Two. Mobility or indeed immobility is never an individual act, state or possibility. Rather, it’s something that requires sustained interactions with a set of collective systems and regimes. In other words, mobility didn’t just happen; it had to be planned, negotiated and justified. All the chapters in this book investigate how movement was enabled, but many also explore ways in which movement was discouraged or outright restricted. And that connects mobility to a host of people, customs and institutions fixed in place. Fosi highlights the tension between the control sought by inquisitors over the movement of heretics and the interest of local groups in the opportunities represented by foreigners. Aslanian shows how travellers such as the alms collectors of some Armenian orders secured their ability to move around the world through papers such as letters of credit, patronage and safe-conduct.

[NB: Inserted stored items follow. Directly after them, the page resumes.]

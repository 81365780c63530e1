//! Calibration runs.
//!
//! * `update` walks every enumerated strategy over the long lookback and
//!   stores the filtered ranking under its label, with usage statistics.
//! * `test` re-walks the long list over the test lookback, stores that
//!   ranking and the short-list under `"use"`.
//! * `adjust` re-ranks the short-list by profit over the last hours.
//!
//! Each run rewrites only its own labels in the store.

use crate::domain::candle::{Candle, Lookback, coalesce};
use crate::domain::condition::ConditionSet;
use crate::domain::error::DayTraderError;
use crate::domain::frame::Frame;
use crate::domain::selector::{
    SHORT_LIST_LABEL, SelectionMode, indicator_usage, select, short_list,
};
use crate::domain::settings::{CalibrationSettings, Settings};
use crate::domain::strategy::{enumerate_all, from_ids, referenced_kinds};
use crate::domain::summary::StrategySummary;
use crate::domain::walker::{LastSignal, WalkOutcome, Walker};
use crate::ports::market_data_port::MarketDataPort;
use crate::ports::strategy_store_port::StrategyStorePort;
use chrono::Duration;
use std::collections::HashMap;
use std::fmt;
use tracing::{info, warn};

/// A ranked summary together with the signal its walk ended on.
#[derive(Debug, Clone, PartialEq)]
pub struct Selected {
    pub summary: StrategySummary,
    pub last_signal: Option<LastSignal>,
}

impl fmt::Display for Selected {
    fn fmt(&self, f: &mut fmt::Formatter<'_>) -> fmt::Result {
        write!(f, "{}", self.summary)?;
        if let Some(signal) = self.last_signal {
            write!(f, " | last signal: {signal}")?;
        }
        Ok(())
    }
}

/// Operator message announcing the strategies chosen for trading.
pub fn short_list_message(selected: &[Selected]) -> String {
    let mut message = String::from("DT calibration:");
    for entry in selected {
        message.push_str("\n> ");
        message.push_str(&entry.summary.strategy);
    }
    message
}

pub struct Calibration<'a> {
    market: &'a dyn MarketDataPort,
    store: &'a dyn StrategyStorePort,
    symbol: String,
    settings: CalibrationSettings,
    walker: Walker,
}

impl<'a> Calibration<'a> {
    pub fn new(
        settings: &Settings,
        market: &'a dyn MarketDataPort,
        store: &'a dyn StrategyStorePort,
    ) -> Self {
        Self {
            market,
            store,
            symbol: settings.instruments.monitoring.clone(),
            settings: settings.calibration.clone(),
            walker: Walker::new(settings.walker.clone()),
        }
    }

    pub fn update(&self) -> Result<Vec<Selected>, DayTraderError> {
        let lookback = self.settings.long_lookback;
        info!(%lookback, "updating strategies");

        let outcomes = self.walk(lookback, None, None)?;
        let ranked = select(summaries(&outcomes), SelectionMode::Filter);

        let mut book = self.store.load()?;
        book.indicator_usage = indicator_usage(&ranked);
        book.replace(lookback.to_string(), ranked.clone());
        self.store.save(&book)?;

        info!(%lookback, selected = ranked.len(), "strategies updated");
        Ok(attach(ranked, &outcomes))
    }

    /// Returns the new short-list.
    pub fn test(&self) -> Result<Vec<Selected>, DayTraderError> {
        let lookback = self.settings.test_lookback;
        info!(%lookback, "testing strategies");

        let mut book = self.store.load()?;
        let ids = book.ids(&self.settings.long_lookback.to_string());
        let outcomes = self.walk(lookback, Some(&ids), None)?;
        let ranked = select(summaries(&outcomes), SelectionMode::Filter);
        let top = short_list(&ranked);

        book.replace(lookback.to_string(), ranked);
        book.replace(SHORT_LIST_LABEL, top.clone());
        self.store.save(&book)?;

        info!(%lookback, short_list = top.len(), "strategies tested");
        Ok(attach(top, &outcomes))
    }

    pub fn adjust(&self) -> Result<Vec<Selected>, DayTraderError> {
        let lookback = self.settings.adjust_lookback;
        let hours = self.settings.adjust_limit_hours;
        info!(%lookback, hours, "adjusting strategies");

        let mut book = self.store.load()?;
        let ids = book.ids(SHORT_LIST_LABEL);
        let outcomes = self.walk(lookback, Some(&ids), Some(hours))?;
        let ranked = select(summaries(&outcomes), SelectionMode::Adjust);

        book.replace(SHORT_LIST_LABEL, ranked.clone());
        self.store.save(&book)?;

        info!(strategies = ranked.len(), "strategies adjusted");
        Ok(attach(ranked, &outcomes))
    }

    /// The conditions that can be registered for `lookback` of data.
    pub fn conditions(&self, lookback: Lookback) -> Result<ConditionSet, DayTraderError> {
        let mut frame = self.load_frame(lookback, None)?;
        Ok(ConditionSet::build(&mut frame))
    }

    /// Walk `ids` (or every enumerated strategy) over `lookback`, trimmed to
    /// the last `limit_hours` when given.
    fn walk(
        &self,
        lookback: Lookback,
        ids: Option<&[String]>,
        limit_hours: Option<u32>,
    ) -> Result<Vec<WalkOutcome>, DayTraderError> {
        let mut frame = self.load_frame(lookback, limit_hours)?;
        let strategies = match ids {
            None => enumerate_all(&ConditionSet::build(&mut frame)),
            Some(ids) => {
                if ids.is_empty() {
                    warn!(%lookback, "no stored strategies to walk");
                }
                let set = ConditionSet::build_only(&mut frame, &referenced_kinds(ids));
                from_ids(ids, &set)
            }
        };
        info!(
            strategies = strategies.len(),
            candles = frame.len(),
            "walking candle history"
        );
        Ok(self.walker.traverse(&strategies, &frame))
    }

    fn load_frame(
        &self,
        lookback: Lookback,
        limit_hours: Option<u32>,
    ) -> Result<Frame, DayTraderError> {
        let candles = self
            .market
            .get_candles(&self.symbol, lookback, &self.settings.resolution)?;
        let candles = match limit_hours {
            Some(hours) => last_hours(coalesce(candles), hours),
            None => candles,
        };
        if candles.is_empty() {
            return Err(DayTraderError::NoData {
                symbol: self.symbol.clone(),
            });
        }
        Ok(Frame::new(candles))
    }
}

/// Candles within `hours` of the last one.
fn last_hours(candles: Vec<Candle>, hours: u32) -> Vec<Candle> {
    let Some(last) = candles.last().map(|c| c.timestamp) else {
        return candles;
    };
    let cutoff = last - Duration::hours(i64::from(hours));
    candles.into_iter().filter(|c| c.timestamp > cutoff).collect()
}

fn summaries(outcomes: &[WalkOutcome]) -> Vec<StrategySummary> {
    outcomes.iter().map(|o| o.summary.clone()).collect()
}

fn attach(ranked: Vec<StrategySummary>, outcomes: &[WalkOutcome]) -> Vec<Selected> {
    let signals: HashMap<&str, Option<LastSignal>> = outcomes
        .iter()
        .map(|o| (o.summary.strategy.as_str(), o.last_signal))
        .collect();
    ranked
        .into_iter()
        .map(|summary| Selected {
            last_signal: signals.get(summary.strategy.as_str()).copied().flatten(),
            summary,
        })
        .collect()
}
//! Settings access port.

/// Read-only `[section] key` lookups. Typed getters fall back to `default`
/// when the key is absent or does not parse.
pub trait ConfigPort {
    fn get_string(&self, section: &str, key: &str) -> Option<String>;
    fn get_int(&self, section: &str, key: &str, default: i64) -> i64;
    fn get_double(&self, section: &str, key: &str, default: f64) -> f64;
    fn get_bool(&self, section: &str, key: &str, default: bool) -> bool;
}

In turn, Gallagher illustrates that travellers addressed the linguistic challenges of moving across Europe through sustained exchanges with teachers, translators and various sites of learning.

Three. In line with much assemblage and network theory, mobility can be seen as a conduit that connects human and material agents. Objects are the subjects of several chapters in the book, particularly when it comes to trade. In addition, they appear as proxies through which movement was accessed and remembered, as in the case of Verhoeven’s reports of the Grand Tour and Aslanian’s travel documents mentioned above. But while mobility was unlocked and memorialised by objects, it also gave new meaning to them. Nelles, for instance, considers the circulation of devotional objects through the Jesuit network, arguing that much of their appeal lay in the fact that they had travelled with pilgrims from places like Rome. Schmitz follows patients in rural Spain as they visited practitioners – and particularly unorthodox practitioners – in their quest for health, while at the same time tracing cures as well as bodily samples, such as hair and urine. Finally, Molino uncovers the mobile strategies (posting, transcribing and so on) that shaped the order and content of handwritten newsletters.

What’s next then? Well, there are other connections we could look at. Nells and Salzberg point to one, in particular, in their introduction. It’s the connection between what moves and what doesn’t: «future scholarship – they write – will not only need to track how and why things and people moved but also examine how, why, and where they came to rest» (p. 25). I can think of three others we could address further. One is the connection between past and present or, more accurately, between more recent and more distant pasts. The temporal scale of the essays gathered here is typically that of a single life or generation; the analysis itself is more often synchronous than diachronic. But a lot of what makes mobility possible is multi-generational (the shared knowledge of itineraries, the maintenance of roads, etc.) and that deserves more spotlight. Another connection is that between the physical world and the world of the mind. There are only a few mentions of fictional journeys in this book, but one could argue that they might be just as revealing about the real concerns and mechanics that governed early modern mobilities as traditional historical sources. Finally, we could adopt mobilities as a viewpoint through which to look at the connections between human and more-than-human worlds. Aside from some references to mountain passes and adverse weather, the world through which people move in this book is very much an artificial one – it’s a world made out of courts, ships, gates, inns. Besides, like us, nature is always in motion, so might that be where we turn to next?